◆ **Task instructions**: Lines from the records below that contain the word "clicks" are to be copied out.

*** Begin section ***

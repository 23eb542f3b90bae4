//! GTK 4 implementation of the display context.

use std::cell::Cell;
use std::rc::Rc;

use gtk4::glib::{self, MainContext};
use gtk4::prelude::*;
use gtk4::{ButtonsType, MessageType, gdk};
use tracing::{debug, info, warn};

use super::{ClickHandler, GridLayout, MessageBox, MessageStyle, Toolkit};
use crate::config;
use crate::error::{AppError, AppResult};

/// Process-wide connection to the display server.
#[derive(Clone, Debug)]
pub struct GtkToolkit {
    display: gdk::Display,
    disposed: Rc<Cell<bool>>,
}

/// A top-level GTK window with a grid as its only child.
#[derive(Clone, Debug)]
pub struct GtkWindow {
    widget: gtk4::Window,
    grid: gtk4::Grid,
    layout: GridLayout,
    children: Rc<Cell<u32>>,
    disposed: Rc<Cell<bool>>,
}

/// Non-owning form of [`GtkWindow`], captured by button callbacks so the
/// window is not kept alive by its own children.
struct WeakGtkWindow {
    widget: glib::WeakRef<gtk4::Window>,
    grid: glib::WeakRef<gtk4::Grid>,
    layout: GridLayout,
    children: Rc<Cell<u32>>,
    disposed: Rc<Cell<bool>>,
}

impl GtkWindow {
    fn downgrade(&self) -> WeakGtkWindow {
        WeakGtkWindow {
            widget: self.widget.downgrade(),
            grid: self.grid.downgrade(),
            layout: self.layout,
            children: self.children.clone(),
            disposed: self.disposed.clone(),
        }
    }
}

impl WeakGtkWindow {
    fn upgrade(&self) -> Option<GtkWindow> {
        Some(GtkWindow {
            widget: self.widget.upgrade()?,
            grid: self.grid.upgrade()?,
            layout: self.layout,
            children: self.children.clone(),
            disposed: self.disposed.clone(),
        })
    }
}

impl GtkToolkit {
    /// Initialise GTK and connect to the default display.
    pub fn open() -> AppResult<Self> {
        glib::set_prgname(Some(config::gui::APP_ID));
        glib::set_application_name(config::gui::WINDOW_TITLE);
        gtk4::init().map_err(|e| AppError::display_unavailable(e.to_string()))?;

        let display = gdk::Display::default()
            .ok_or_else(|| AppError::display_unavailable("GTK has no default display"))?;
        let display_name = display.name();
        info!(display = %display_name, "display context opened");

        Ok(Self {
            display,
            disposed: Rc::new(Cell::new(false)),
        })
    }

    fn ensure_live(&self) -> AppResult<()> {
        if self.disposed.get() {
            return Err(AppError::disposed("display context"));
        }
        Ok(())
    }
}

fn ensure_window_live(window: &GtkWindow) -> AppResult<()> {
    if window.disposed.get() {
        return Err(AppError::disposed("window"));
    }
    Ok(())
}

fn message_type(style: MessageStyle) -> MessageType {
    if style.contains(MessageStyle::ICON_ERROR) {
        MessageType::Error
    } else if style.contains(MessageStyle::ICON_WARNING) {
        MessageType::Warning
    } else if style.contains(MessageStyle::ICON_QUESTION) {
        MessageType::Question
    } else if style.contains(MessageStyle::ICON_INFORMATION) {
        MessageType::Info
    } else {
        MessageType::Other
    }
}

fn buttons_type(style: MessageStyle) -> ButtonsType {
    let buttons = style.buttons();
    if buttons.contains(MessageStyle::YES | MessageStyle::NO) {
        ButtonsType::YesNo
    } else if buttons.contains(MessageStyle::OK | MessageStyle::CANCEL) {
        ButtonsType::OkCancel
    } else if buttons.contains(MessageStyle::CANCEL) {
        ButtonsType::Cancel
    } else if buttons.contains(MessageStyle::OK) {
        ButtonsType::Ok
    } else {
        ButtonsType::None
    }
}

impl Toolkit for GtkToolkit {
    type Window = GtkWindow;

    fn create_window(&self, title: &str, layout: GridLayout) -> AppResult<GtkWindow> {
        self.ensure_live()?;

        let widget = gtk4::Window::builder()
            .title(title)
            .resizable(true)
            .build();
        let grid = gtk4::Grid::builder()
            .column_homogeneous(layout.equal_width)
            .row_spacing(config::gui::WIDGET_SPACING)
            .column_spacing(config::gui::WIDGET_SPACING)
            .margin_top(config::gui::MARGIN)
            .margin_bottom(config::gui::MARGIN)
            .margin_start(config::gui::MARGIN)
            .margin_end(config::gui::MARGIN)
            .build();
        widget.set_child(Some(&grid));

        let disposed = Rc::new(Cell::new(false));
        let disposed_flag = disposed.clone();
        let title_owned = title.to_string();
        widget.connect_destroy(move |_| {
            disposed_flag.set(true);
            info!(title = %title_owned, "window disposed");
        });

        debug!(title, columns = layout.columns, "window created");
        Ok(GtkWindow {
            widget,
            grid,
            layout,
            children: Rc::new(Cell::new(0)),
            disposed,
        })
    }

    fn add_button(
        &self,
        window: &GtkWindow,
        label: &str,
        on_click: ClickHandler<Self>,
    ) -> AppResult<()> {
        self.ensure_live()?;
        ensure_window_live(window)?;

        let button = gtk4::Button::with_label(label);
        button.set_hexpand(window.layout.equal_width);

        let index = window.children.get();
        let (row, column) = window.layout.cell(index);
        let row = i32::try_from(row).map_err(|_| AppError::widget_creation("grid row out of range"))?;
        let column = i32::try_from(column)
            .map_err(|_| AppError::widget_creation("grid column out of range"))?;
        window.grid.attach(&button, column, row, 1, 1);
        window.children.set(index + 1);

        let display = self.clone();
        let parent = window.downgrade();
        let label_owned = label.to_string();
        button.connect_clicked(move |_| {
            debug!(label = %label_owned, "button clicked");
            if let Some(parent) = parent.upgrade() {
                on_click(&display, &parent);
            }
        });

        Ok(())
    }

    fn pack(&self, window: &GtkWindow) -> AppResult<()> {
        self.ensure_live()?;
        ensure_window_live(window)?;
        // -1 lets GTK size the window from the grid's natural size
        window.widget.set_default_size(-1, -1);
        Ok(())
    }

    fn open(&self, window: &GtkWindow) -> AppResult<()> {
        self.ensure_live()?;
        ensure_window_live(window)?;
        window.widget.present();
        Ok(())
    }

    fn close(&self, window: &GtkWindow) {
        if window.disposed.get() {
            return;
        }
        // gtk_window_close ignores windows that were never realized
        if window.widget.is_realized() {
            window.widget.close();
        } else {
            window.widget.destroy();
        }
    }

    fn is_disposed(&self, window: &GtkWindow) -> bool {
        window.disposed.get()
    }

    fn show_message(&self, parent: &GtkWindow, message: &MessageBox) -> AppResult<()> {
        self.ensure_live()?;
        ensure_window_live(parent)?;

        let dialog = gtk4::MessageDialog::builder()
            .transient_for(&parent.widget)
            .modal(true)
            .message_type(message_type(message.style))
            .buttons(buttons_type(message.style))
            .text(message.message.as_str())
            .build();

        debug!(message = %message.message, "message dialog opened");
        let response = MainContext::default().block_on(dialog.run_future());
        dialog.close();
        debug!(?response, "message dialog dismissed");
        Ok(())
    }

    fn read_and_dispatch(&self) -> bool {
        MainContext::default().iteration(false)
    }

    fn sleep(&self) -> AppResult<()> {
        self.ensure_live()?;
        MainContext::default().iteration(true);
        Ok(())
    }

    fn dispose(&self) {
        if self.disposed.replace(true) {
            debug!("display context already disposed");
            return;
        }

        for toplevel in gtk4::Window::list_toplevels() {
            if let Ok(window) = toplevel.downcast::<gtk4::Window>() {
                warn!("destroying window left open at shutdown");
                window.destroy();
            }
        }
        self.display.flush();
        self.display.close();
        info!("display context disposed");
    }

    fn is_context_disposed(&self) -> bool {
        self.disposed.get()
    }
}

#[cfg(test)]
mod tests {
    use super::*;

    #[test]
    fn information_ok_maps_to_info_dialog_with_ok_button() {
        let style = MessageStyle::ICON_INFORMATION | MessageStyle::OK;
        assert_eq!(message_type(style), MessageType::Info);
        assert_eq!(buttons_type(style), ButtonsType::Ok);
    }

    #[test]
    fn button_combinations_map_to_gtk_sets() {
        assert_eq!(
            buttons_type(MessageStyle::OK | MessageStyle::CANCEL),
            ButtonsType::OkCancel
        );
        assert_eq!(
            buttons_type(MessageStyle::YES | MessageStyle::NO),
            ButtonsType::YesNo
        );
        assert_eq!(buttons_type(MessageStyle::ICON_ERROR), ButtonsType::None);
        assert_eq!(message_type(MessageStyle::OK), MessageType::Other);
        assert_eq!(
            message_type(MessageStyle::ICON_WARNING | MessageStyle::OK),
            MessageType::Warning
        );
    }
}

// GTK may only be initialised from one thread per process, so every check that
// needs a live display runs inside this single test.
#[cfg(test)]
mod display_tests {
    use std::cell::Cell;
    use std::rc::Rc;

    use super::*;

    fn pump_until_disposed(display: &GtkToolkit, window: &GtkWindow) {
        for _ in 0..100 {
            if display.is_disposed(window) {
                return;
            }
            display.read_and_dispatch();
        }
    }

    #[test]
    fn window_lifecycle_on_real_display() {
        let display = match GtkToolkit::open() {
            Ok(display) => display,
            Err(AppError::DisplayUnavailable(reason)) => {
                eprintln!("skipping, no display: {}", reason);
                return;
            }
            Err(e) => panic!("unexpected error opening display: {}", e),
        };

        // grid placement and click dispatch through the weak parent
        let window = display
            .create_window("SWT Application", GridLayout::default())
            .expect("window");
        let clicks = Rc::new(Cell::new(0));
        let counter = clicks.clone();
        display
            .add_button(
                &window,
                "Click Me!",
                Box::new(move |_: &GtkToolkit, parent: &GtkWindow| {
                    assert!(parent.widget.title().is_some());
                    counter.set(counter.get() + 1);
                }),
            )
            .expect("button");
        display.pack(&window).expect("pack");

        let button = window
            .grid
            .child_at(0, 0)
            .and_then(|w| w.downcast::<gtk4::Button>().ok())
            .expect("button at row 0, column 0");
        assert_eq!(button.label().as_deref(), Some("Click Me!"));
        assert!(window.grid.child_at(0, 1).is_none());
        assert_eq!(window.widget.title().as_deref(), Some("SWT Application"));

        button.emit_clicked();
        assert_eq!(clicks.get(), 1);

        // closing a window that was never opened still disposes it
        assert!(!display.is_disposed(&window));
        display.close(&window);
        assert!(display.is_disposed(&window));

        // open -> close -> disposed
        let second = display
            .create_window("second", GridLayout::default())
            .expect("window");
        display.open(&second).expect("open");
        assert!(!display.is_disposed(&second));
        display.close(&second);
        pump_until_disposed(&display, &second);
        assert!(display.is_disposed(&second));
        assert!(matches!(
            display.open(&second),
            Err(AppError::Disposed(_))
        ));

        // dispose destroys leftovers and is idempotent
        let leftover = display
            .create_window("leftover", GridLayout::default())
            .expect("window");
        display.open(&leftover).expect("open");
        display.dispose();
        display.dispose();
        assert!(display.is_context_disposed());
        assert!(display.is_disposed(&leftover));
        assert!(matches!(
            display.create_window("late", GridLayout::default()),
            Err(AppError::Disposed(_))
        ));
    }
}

*** End section ***

◆ **Output for this task**:
        let clicks = Rc::new(Cell::new(0));
        let counter = clicks.clone();
        assert_eq!(clicks.get(), 1);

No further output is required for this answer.